Gather every line below where "mode" appears.

(Beginning of Material for the task)

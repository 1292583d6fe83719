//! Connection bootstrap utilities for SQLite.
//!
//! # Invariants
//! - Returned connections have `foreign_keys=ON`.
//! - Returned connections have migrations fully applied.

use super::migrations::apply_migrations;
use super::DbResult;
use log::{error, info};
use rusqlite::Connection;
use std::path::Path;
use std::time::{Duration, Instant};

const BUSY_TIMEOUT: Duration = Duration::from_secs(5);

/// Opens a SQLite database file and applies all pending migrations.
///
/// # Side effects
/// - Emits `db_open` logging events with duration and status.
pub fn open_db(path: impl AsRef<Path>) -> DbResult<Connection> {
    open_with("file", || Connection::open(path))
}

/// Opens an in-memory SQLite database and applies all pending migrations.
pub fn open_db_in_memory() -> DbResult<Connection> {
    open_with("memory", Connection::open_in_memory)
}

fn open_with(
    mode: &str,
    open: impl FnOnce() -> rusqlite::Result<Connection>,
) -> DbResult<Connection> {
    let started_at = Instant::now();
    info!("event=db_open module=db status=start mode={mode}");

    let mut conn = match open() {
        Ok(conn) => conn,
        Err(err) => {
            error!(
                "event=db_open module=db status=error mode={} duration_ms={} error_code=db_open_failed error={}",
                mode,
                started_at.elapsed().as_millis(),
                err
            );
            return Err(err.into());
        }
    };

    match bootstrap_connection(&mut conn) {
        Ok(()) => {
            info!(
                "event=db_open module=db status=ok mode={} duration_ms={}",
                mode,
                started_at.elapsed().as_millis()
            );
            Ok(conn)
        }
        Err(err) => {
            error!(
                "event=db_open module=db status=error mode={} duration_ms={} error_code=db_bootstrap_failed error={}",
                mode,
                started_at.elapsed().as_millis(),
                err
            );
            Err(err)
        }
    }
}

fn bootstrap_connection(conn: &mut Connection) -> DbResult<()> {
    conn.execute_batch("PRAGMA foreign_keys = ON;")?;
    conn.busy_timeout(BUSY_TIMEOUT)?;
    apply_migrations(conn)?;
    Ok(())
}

(End of Material for the task)

• Answer section:
    mode: &str,
    info!("event=db_open module=db status=start mode={mode}");
                "event=db_open module=db status=error mode={} duration_ms={} error_code=db_open_failed error={}",
                mode,
                "event=db_open module=db status=ok mode={} duration_ms={}",
                mode,
                "event=db_open module=db status=error mode={} duration_ms={} error_code=db_bootstrap_failed error={}",
                mode,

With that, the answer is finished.